Quick Hack: Nokogiri backed Hash-ish class
July 20th, 2009
Many months ago I was working on some code that needed to handle small bits of XML. For the sake of expediency I went with using Rails’ Hash.from_xml method. This worked great for quite a while.
Eventually, the size of the XML I was handling got quite a bit bigger. Now, I’m dealing with several megabytes of XML in each file. With this much data Hash.from_xml is painfully slow. Maxing out the CPU for several minutes slow.
So, I spent a few minutes on Friday afternoon and hacked together a class that acts like the data structure that Hash.from_xml returns. However, instead of building the entire data structure up front, it has some Hash and Array methods that call Nokogiri methods on demand. That said, even parsing the entire document is an order of magnitude faster.
user system total real
Hash.from_xml 663.820000 3.220000 667.040000 (675.076590)

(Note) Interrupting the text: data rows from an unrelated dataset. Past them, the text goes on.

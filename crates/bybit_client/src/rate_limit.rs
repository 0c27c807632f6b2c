//! Rate limiter for the Bybit API.
//!
//! Default budgets stay well under the per-UID limits: 10 reads/sec,
//! 5 writes/sec.

use governor::clock::DefaultClock;
use governor::state::{InMemoryState, NotKeyed};
use governor::{Quota, RateLimiter as GovLimiter};
use std::num::NonZeroU32;
use std::sync::Arc;

type DirectLimiter = GovLimiter<NotKeyed, InMemoryState, DefaultClock>;

/// Dual rate limiter: separate buckets for reads and writes.
#[derive(Debug, Clone)]
pub struct RateLimiter {
    read_limiter: Arc<DirectLimiter>,
    write_limiter: Arc<DirectLimiter>,
}

impl RateLimiter {
    pub fn new() -> Self {
        Self::with_limits(10, 5)
    }

    /// Custom per-second limits. Zero is raised to one.
    pub fn with_limits(reads_per_sec: u32, writes_per_sec: u32) -> Self {
        let per_sec = |n: u32| Quota::per_second(NonZeroU32::new(n).unwrap_or(NonZeroU32::MIN));

        Self {
            read_limiter: Arc::new(GovLimiter::direct(per_sec(reads_per_sec))),
            write_limiter: Arc::new(GovLimiter::direct(per_sec(writes_per_sec))),
        }
    }

    /// Wait until a read slot is available.
    pub async fn wait_read(&self) {
        self.read_limiter.until_ready().await;
    }

    /// Wait until a write slot is available.
    pub async fn wait_write(&self) {
        self.write_limiter.until_ready().await;
    }
}

impl Default for RateLimiter {
    fn default() -> Self {
        Self::new()
    }
}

NokoHash 22.410000 0.190000 22.600000 ( 22.771999)
I also threw in some #method_missing magic to allow for method-call style access of the structure instead of just hash/key access.
Warning
This code is only tested as far as my specific needs for this specific system. I have precisely zero confidence that this will work smoothly for you. I just found this to be an interesting bit of code, I hope you do too.
1 Response to “Quick Hack: Nokogiri backed Hash-ish class”
Sorry, comments are closed for this article.
July 21st, 2009 at 07:40 AM
late loading is a beautiful thing when it comes to performance and memory constraints. nice job.